Seeds of discontent?

India's first legislation aimed at protecting farmers' rights raises many apprehensions

 
Last Updated: Saturday 04 July 2015

 Holding on to a bright future (Credit: Rustam vania/cse)the much-awaited Protection of Plant Varieties and Farmers' Rights Bill 1999 was recently passed by the Lok Sabha. The bill, which is the first attempt to protect the rights of farmers, has been termed as 'far from perfect' by experts, who have questioned its viability. The bill is awaiting Rajya Sabha's clearance. It is a result of the government's commitment to the Trade Related Intellectual Property Rights (trips) agreement, signed under the World Trade Organisation (wto) regime. As per the provisions of the trips agreement, the signatories are allowed to protect their seed varieties by either taking out patents on them, creating a sui generis system (a unique set of laws) or through a combination of both.

The bill recognises the farmers as breeders, cultivators and conservers of the seeds in their possession. It provides them the right to register a variety that they have evolved over a period of time. The bill also gives the farmers the legal sanction to sell their seeds, which was not in place before. But a farmer shall not be entitled to such rights in cases where the sale is for the purpose of reproduction under a commercial marketing system. Moreover, farmers can get their evolved varieties registered only if they are able to 'conform to the criteria of novelty, distinctiveness, uniformity and stability.'

As per the bill, farmers can sell only those patented seeds that are not branded under their name. A lawsuit can be filed against any farmer who is found guilty of selling patented seeds or acquiring a 'brand name' similar to the company's patent name. Farmers could be prosecuted in these cases, unless they prove that these were 'acts of innocence'. The bill also grants scientific researchers the right to conduct experiments with a branded variety in order to create new ones. One of the main provisions of the bill is the establishment of a National Gene Fund, which would facilitate 'benefit sharing' between the farmers and anybody interested in their knowledge. The bill also calls for setting up of the Protection of Plant Varieties and Farmers' Rights Authority. Special mention has been made in the bill about essentially derived varieties (edv) of seeds. The bill categorises edv seeds as "derived from the initial variety but clearly distinguishable from it". Permission for using edv would be granted by the authority.

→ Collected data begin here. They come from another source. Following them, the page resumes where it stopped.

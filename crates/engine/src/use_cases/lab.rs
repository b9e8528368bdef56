//! Lab use cases.
//!
//! - Generating a batch of new creatures through the LLM
//! - Recommending a companion from the current batch for a personality

use std::sync::Arc;

use serde::Serialize;

use pokearena_domain::{
    BatchSize, CharacterRecord, ElementType, GeneratedBatch, LookupError, SessionState,
    ValidationError,
};

use crate::infrastructure::ports::{LlmError, LlmPort};
use crate::prompt_templates::{build_generation_prompt, build_recommendation_prompt};
use crate::use_cases::response_parser::{
    extract_choice, strip_json_fence, strip_special_tokens, ExtractionError,
};

pub const GENERATION_TEMPERATURE: f32 = 0.9;
pub const RECOMMENDATION_TEMPERATURE: f32 = 0.2;

/// Container for lab use cases.
pub struct LabUseCases {
    pub generate_batch: Arc<GenerateBatch>,
    pub recommend_companion: Arc<RecommendCompanion>,
}

impl LabUseCases {
    pub fn new(generate_batch: Arc<GenerateBatch>, recommend_companion: Arc<RecommendCompanion>) -> Self {
        Self {
            generate_batch,
            recommend_companion,
        }
    }
}

// =============================================================================
// Batch Generation
// =============================================================================

#[derive(Debug, thiserror::Error)]
pub enum GenerationError {
    #[error(transparent)]
    Service(#[from] LlmError),
    #[error("Generated payload rejected: {0}")]
    Payload(#[from] ValidationError),
    #[error("Generated batch contains no creatures")]
    EmptyBatch,
}

pub struct GenerateBatch {
    llm: Arc<dyn LlmPort>,
}

impl GenerateBatch {
    pub fn new(llm: Arc<dyn LlmPort>) -> Self {
        Self { llm }
    }

    /// Generate a fresh batch and make it the session's current one.
    ///
    /// A count different from `size` is accepted with a warning. On success the
    /// previous batch and companion are discarded.
    pub async fn execute(
        &self,
        session: &mut SessionState,
        size: BatchSize,
        dominant_type: Option<ElementType>,
    ) -> Result<GeneratedBatch, GenerationError> {
        let request = build_generation_prompt(size, dominant_type)
            .into_request()
            .with_temperature(GENERATION_TEMPERATURE)
            .with_json_response();

        tracing::debug!(
            size = size.get(),
            dominant_type = dominant_type.map(|t| t.label()),
            "Requesting creature batch"
        );

        let response = self.llm.generate(request).await.map_err(|e| {
            tracing::error!(error = %e, "Batch generation failed");
            GenerationError::Service(e)
        })?;

        let cleaned = strip_special_tokens(&response.content);
        let batch = GeneratedBatch::ingest(strip_json_fence(&cleaned)).map_err(|e| {
            tracing::warn!(error = %e, "Generated payload rejected");
            GenerationError::Payload(e)
        })?;

        if batch.is_empty() {
            return Err(GenerationError::EmptyBatch);
        }

        if batch.len() != usize::from(size.get()) {
            tracing::warn!(
                requested = size.get(),
                received = batch.len(),
                "Generated batch size differs from the request"
            );
        }

        tracing::info!(count = batch.len(), columns = ?batch.columns(), "Batch generated");

        session.replace_batch(batch.clone());
        Ok(batch)
    }
}

// =============================================================================
// Companion Recommendation
// =============================================================================

/// Chosen companion with its identity card (pretty-printed record).
#[derive(Debug, Clone, PartialEq, Serialize)]
pub struct CompanionReport {
    pub choice: String,
    pub record: CharacterRecord,
    pub identity_card: String,
}

#[derive(Debug, thiserror::Error)]
pub enum RecommendationError {
    #[error("Describe your personality first")]
    EmptyDescription,
    #[error("Generate a batch before asking for a companion")]
    NoBatch,
    #[error(transparent)]
    Service(#[from] LlmError),
    #[error(transparent)]
    Extraction(#[from] ExtractionError),
    #[error(transparent)]
    Lookup(#[from] LookupError),
}

pub struct RecommendCompanion {
    llm: Arc<dyn LlmPort>,
}

impl RecommendCompanion {
    pub fn new(llm: Arc<dyn LlmPort>) -> Self {
        Self { llm }
    }

    /// Recommend a companion for `description`, which is sent to the model
    /// exactly as typed.
    pub async fn execute(
        &self,
        session: &mut SessionState,
        description: &str,
    ) -> Result<CompanionReport, RecommendationError> {
        if description.trim().is_empty() {
            return Err(RecommendationError::EmptyDescription);
        }

        let batch = session
            .batch()
            .filter(|batch| !batch.is_empty())
            .ok_or(RecommendationError::NoBatch)?;

        let request = build_recommendation_prompt(batch, description)
            .into_request()
            .with_temperature(RECOMMENDATION_TEMPERATURE)
            .with_json_response();

        tracing::debug!(candidates = batch.len(), "Requesting companion recommendation");

        let response = self.llm.generate(request).await.map_err(|e| {
            tracing::error!(error = %e, "Companion recommendation failed");
            RecommendationError::Service(e)
        })?;

        let choice = extract_choice(&response.content)?;
        let selection = session.select_companion(&choice).map_err(|e| {
            tracing::warn!(choice = %choice, error = %e, "Recommended companion not in batch");
            RecommendationError::Lookup(e)
        })?;

        tracing::info!(companion = %selection.name, "Companion selected");

        Ok(CompanionReport {
            choice: selection.name.clone(),
            record: selection.record.clone(),
            identity_card: selection.record.to_pretty_json(),
        })
    }
}

#[cfg(test)]
mod tests {
    use super::*;
    use crate::infrastructure::ports::{LlmResponse, MockLlmPort, ResponseFormat};

    const BATCH_REPLY: &str = r#"{"pokemon":[
        {"Nom":"Aquashock","Type":"Eau","Personnalite":"Calme"},
        {"Nom":"Flamgeist","Type":"Feu","Personnalite":"Fougueux"},
        {"Nom":"Terragon","Type":"Sol","Personnalite":"Têtu"}
    ]}"#;

    fn mock_replying(content: &'static str) -> Arc<MockLlmPort> {
        let mut llm = MockLlmPort::new();
        llm.expect_generate()
            .times(1)
            .returning(move |_| Ok(LlmResponse::text(content)));
        Arc::new(llm)
    }

    fn session_with_batch() -> SessionState {
        let mut session = SessionState::new();
        session.replace_batch(GeneratedBatch::ingest(BATCH_REPLY).unwrap());
        session
    }

    #[tokio::test]
    async fn test_generate_replaces_batch() {
        let mut llm = MockLlmPort::new();
        llm.expect_generate()
            .withf(|request| {
                request.response_format == ResponseFormat::JsonObject
                    && request.temperature == Some(GENERATION_TEMPERATURE)
                    && request
                        .system_prompt
                        .as_deref()
                        .is_some_and(|s| s.contains("exactement 3"))
            })
            .times(1)
            .returning(|_| Ok(LlmResponse::text(BATCH_REPLY)));

        let mut session = session_with_batch();
        session.select_companion("Aquashock").unwrap();

        let batch = GenerateBatch::new(Arc::new(llm))
            .execute(&mut session, BatchSize::default(), Some(ElementType::Eau))
            .await
            .unwrap();

        assert_eq!(batch.len(), 3);
        assert_eq!(batch.name_column(), Some("nom"));
        assert_eq!(session.batch(), Some(&batch));
        assert!(session.companion().is_none());
    }

    #[tokio::test]
    async fn test_generate_accepts_fenced_reply_and_size_mismatch() {
        let llm = mock_replying("```json\n{\"pokemon\":[{\"Nom\":\"Solo\",\"Type\":\"Vol\"}]}\n```");
        let mut session = SessionState::new();

        let batch = GenerateBatch::new(llm)
            .execute(&mut session, BatchSize::new(5).unwrap(), None)
            .await
            .unwrap();

        assert_eq!(batch.len(), 1);
        assert_eq!(session.batch().map(GeneratedBatch::len), Some(1));
    }

    #[tokio::test]
    async fn test_generate_bad_payload_keeps_session() {
        let llm = mock_replying(r#"{"a":[],"b":[]}"#);
        let mut session = session_with_batch();
        let before = session.clone();

        let result = GenerateBatch::new(llm)
            .execute(&mut session, BatchSize::default(), None)
            .await;

        assert!(matches!(
            result,
            Err(GenerationError::Payload(ValidationError::AmbiguousPayload { .. }))
        ));
        assert_eq!(session, before);
    }

    #[tokio::test]
    async fn test_generate_empty_batch() {
        let llm = mock_replying(r#"{"pokemon":[]}"#);
        let mut session = SessionState::new();

        let result = GenerateBatch::new(llm)
            .execute(&mut session, BatchSize::default(), None)
            .await;
        assert!(matches!(result, Err(GenerationError::EmptyBatch)));
        assert!(session.batch().is_none());
    }

    #[tokio::test]
    async fn test_recommend_selects_companion() {
        let mut llm = MockLlmPort::new();
        llm.expect_generate()
            .withf(|request| {
                request.temperature == Some(RECOMMENDATION_TEMPERATURE)
                    && request.messages[0]
                        .content
                        .ends_with("dresseur :\n  Je suis calme et patient.  ")
            })
            .times(1)
            .returning(|_| Ok(LlmResponse::text(r#"{"choix": "aquashock"}"#)));

        let mut session = session_with_batch();
        let report = RecommendCompanion::new(Arc::new(llm))
            .execute(&mut session, "  Je suis calme et patient.  ")
            .await
            .unwrap();

        assert_eq!(report.choice, "Aquashock");
        assert!(report.identity_card.contains("\"personnalite\": \"Calme\""));
        assert_eq!(
            session.companion().map(|c| c.name.as_str()),
            Some("Aquashock")
        );
    }

    #[tokio::test]
    async fn test_recommend_requires_description_and_batch() {
        let mut llm = MockLlmPort::new();
        llm.expect_generate().never();
        let recommend = RecommendCompanion::new(Arc::new(llm));

        let mut session = session_with_batch();
        assert!(matches!(
            recommend.execute(&mut session, "   ").await,
            Err(RecommendationError::EmptyDescription)
        ));

        let mut empty = SessionState::new();
        assert!(matches!(
            recommend.execute(&mut empty, "Joyeux").await,
            Err(RecommendationError::NoBatch)
        ));
    }

    #[tokio::test]
    async fn test_recommend_unknown_name_keeps_selection() {
        let llm = mock_replying(r#"{"choix": "Ghostname"}"#);
        let mut session = session_with_batch();
        session.select_companion("Terragon").unwrap();

        let result = RecommendCompanion::new(llm)
            .execute(&mut session, "Mystérieux")
            .await;

        assert!(matches!(
            result,
            Err(RecommendationError::Lookup(LookupError::NotFound(_)))
        ));
        assert_eq!(
            session.companion().map(|c| c.name.as_str()),
            Some("Terragon")
        );
    }

    #[tokio::test]
    async fn test_recommend_malformed_reply() {
        let llm = mock_replying("Je choisis Aquashock !");
        let mut session = session_with_batch();

        let result = RecommendCompanion::new(llm)
            .execute(&mut session, "Joyeux")
            .await;
        assert!(matches!(
            result,
            Err(RecommendationError::Extraction(
                ExtractionError::MalformedResponse(_)
            ))
        ));
        assert!(session.companion().is_none());
    }
}
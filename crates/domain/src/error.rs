//! Error types for the domain layer
//!
//! Two families cover everything the pure layer can reject:
//! - `ValidationError`: user-submitted records, generation payloads and
//!   closed-set labels (terrain, element type, batch size)
//! - `LookupError`: resolving a companion name inside a generated batch

use thiserror::Error;

/// Rejection of input data before it enters the session.
#[derive(Debug, Error, Clone, PartialEq, Eq)]
pub enum ValidationError {
    /// The text is not valid JSON, or not the JSON shape expected.
    #[error("Invalid JSON: {0}")]
    MalformedInput(String),

    /// A required field is absent, not a string, or blank after aliasing.
    #[error("Missing required field '{field}' (accepted spellings: {accepted})")]
    MissingRequiredField {
        field: &'static str,
        accepted: &'static str,
    },

    /// The generation payload has no top-level key at all.
    #[error("Generation payload is empty")]
    EmptyPayload,

    /// The generation payload has several top-level keys and none is `pokemon`.
    #[error("Generation payload is ambiguous: expected key 'pokemon' or a single key, found {keys:?}")]
    AmbiguousPayload { keys: Vec<String> },

    /// The resolved payload value is not a list of records.
    #[error("Invalid batch shape: {0}")]
    InvalidBatchShape(String),

    #[error("Unknown terrain: '{0}'")]
    UnknownTerrain(String),

    #[error("Unknown element type: '{0}'")]
    UnknownElementType(String),

    #[error("Batch size must be between {min} and {max}, got {value}")]
    InvalidBatchSize { value: i64, min: u8, max: u8 },
}

impl ValidationError {
    pub fn malformed(msg: impl Into<String>) -> Self {
        Self::MalformedInput(msg.into())
    }

    pub fn invalid_shape(msg: impl Into<String>) -> Self {
        Self::InvalidBatchShape(msg.into())
    }
}

impl From<serde_json::Error> for ValidationError {
    fn from(err: serde_json::Error) -> Self {
        Self::MalformedInput(err.to_string())
    }
}

/// Failure to resolve a companion name against a generated batch.
#[derive(Debug, Error, Clone, PartialEq, Eq)]
pub enum LookupError {
    #[error("No generated batch in this session")]
    NoBatch,

    #[error("Generated batch has no name column (expected one of: {expected})")]
    NoNameColumn { expected: &'static str },

    #[error("No record named '{0}' in the generated batch")]
    NotFound(String),

    #[error("Name '{name}' matches {count} records in the generated batch")]
    AmbiguousName { name: String, count: usize },
}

Suman Sahai of Gene Campaign, a Delhi-based non-governmental organisation (ngo), says the bill is a positive step. "The bill would help in giving recognition to those farmers who have preserved traditional knowledge," said M S Swaminathan, chairperson of the Chennai-based M S Swaminathan Research Foundation (see p48). S K Sinha, senior scientist at the New Delhi-based Indian Agricultural Research Institute, agrees with him. He says, "The bill would help farmers who have developed a unique tradition of selecting seeds over hundreds of years."

However, other experts opine that the bill leaves much to be desired. They allege that it replicates a legislation of the Union for the Protection of New Varieties of Plants (upov), whose members consist of industrialised nations. " upov is a charter for multinational companies and it is anti-farmer," says Rajeev Dhavan, director of the Public Interest Legal Support and Research Centre, a Delhi-based ngo . "It is unfortunate that the government did not prepare itself well for the wto regime," rues Sinha. "Though said to be a farmers' rights bill, its procedures are cumbersome," alleges Ashish Kothari, founder member of Kalpavriksh, a Pune-based ngo.

But despite these views and the bill being along the lines of upov, most experts say that it is a good beginning for recognising the rights of the farmers. It should be effectively implemented for its worthiness to be judged in the future.